───── Extracted entries

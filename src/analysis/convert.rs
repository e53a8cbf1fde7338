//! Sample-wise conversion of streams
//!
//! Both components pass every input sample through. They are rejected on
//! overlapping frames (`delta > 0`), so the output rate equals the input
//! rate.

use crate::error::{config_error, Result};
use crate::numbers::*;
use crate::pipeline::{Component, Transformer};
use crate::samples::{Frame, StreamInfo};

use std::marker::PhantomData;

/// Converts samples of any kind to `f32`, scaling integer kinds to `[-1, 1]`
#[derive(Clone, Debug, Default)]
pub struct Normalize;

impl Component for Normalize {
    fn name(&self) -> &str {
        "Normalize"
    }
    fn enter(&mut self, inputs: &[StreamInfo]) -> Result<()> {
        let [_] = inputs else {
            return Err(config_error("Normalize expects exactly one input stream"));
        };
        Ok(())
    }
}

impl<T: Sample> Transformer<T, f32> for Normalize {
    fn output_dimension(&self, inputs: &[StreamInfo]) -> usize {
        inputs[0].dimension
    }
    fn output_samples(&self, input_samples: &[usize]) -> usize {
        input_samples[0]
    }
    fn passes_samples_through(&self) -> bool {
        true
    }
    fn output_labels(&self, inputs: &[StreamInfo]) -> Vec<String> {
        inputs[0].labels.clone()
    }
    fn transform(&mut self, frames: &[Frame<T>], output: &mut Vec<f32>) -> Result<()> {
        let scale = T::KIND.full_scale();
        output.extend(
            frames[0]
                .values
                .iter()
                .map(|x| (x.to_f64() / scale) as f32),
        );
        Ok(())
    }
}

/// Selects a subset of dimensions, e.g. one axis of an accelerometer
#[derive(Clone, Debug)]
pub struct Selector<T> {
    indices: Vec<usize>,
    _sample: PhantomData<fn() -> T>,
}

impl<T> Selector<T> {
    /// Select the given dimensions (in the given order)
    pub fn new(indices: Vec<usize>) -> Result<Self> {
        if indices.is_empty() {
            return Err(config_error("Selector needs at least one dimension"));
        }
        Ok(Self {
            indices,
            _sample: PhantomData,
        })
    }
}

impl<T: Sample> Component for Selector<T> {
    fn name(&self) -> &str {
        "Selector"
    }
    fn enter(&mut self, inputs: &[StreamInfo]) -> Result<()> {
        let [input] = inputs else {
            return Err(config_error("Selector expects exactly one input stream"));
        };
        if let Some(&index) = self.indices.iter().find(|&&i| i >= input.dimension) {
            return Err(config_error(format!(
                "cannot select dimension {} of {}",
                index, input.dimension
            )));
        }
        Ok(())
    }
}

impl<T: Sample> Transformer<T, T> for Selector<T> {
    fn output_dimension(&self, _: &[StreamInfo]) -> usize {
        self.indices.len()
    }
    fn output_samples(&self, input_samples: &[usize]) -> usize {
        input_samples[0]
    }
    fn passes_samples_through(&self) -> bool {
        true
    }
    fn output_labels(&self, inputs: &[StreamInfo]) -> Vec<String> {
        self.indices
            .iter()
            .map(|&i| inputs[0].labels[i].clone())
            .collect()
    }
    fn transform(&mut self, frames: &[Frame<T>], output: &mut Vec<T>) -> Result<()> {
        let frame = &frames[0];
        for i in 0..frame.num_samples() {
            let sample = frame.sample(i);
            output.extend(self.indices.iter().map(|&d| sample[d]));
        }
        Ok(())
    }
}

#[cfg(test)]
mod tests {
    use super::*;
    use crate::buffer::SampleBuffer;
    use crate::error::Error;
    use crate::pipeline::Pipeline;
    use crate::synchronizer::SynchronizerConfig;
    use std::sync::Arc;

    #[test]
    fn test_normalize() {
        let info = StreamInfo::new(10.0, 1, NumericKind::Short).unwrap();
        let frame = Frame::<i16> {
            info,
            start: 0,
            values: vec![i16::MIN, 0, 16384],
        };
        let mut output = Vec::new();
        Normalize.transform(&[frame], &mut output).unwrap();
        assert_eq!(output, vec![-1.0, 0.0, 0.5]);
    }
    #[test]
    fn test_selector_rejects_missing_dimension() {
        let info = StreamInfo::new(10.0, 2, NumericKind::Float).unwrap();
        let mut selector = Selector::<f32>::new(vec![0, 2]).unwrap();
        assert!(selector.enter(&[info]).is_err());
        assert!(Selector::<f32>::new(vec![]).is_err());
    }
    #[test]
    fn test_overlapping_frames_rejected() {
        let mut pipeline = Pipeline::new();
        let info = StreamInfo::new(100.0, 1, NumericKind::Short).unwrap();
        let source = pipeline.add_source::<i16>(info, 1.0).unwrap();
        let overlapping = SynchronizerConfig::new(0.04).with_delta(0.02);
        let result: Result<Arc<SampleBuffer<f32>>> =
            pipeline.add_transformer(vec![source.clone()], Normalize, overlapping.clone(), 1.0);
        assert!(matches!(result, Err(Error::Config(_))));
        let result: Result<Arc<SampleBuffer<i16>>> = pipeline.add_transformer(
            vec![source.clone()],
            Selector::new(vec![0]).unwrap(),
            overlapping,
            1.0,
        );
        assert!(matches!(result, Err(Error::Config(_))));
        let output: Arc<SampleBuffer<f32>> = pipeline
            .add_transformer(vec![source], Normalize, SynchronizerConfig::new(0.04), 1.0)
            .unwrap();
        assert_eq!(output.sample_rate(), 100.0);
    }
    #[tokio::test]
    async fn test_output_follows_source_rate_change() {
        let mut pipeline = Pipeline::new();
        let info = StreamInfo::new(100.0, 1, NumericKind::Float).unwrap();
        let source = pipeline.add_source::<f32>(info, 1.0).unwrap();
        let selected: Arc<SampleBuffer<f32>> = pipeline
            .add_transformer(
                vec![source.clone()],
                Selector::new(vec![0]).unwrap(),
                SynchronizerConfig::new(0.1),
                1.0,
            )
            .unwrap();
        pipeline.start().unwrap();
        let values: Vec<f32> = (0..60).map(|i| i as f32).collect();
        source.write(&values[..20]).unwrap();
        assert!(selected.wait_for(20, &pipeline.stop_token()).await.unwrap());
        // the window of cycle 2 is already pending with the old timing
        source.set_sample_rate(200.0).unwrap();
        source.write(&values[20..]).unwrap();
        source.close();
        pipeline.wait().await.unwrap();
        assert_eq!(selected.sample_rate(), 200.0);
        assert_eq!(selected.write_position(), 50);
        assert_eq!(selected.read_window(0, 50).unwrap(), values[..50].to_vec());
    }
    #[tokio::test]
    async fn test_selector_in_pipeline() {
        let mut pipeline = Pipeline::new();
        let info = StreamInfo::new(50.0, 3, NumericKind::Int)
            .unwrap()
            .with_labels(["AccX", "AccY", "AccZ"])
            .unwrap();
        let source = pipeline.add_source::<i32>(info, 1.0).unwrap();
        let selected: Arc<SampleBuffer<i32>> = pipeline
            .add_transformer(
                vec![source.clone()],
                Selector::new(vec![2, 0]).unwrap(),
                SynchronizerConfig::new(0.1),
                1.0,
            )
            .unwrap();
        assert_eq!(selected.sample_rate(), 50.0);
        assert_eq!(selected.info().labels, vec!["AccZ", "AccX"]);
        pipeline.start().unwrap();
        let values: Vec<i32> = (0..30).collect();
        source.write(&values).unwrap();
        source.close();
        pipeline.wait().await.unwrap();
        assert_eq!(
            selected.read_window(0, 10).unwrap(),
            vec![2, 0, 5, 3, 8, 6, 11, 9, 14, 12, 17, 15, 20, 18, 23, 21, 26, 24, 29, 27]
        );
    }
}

──────────
───── Extracted entries

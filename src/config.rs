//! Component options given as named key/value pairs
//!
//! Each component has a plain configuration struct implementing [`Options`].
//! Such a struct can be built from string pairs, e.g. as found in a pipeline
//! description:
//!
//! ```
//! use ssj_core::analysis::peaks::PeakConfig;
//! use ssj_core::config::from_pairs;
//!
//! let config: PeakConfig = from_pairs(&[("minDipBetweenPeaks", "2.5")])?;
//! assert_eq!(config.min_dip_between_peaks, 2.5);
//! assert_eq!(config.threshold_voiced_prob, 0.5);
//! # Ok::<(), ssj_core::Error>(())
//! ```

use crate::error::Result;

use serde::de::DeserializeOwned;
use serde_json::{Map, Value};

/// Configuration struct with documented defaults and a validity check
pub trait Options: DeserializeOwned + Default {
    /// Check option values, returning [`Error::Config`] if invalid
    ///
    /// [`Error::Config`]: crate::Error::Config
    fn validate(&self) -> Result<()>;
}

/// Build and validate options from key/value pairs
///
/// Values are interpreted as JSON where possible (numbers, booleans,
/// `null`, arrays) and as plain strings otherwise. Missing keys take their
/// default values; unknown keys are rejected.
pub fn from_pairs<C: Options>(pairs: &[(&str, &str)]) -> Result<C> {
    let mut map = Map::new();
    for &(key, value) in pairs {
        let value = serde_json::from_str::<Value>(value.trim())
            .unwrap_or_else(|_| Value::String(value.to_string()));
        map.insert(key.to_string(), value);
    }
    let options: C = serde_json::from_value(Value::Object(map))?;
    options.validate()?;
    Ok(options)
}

──────────

- _Work to be completed_
What lines of the data include the word "keys"? Copy each of them.

- _Exercise answer_
/// `null`, arrays) and as plain strings otherwise. Missing keys take their
/// default values; unknown keys are rejected.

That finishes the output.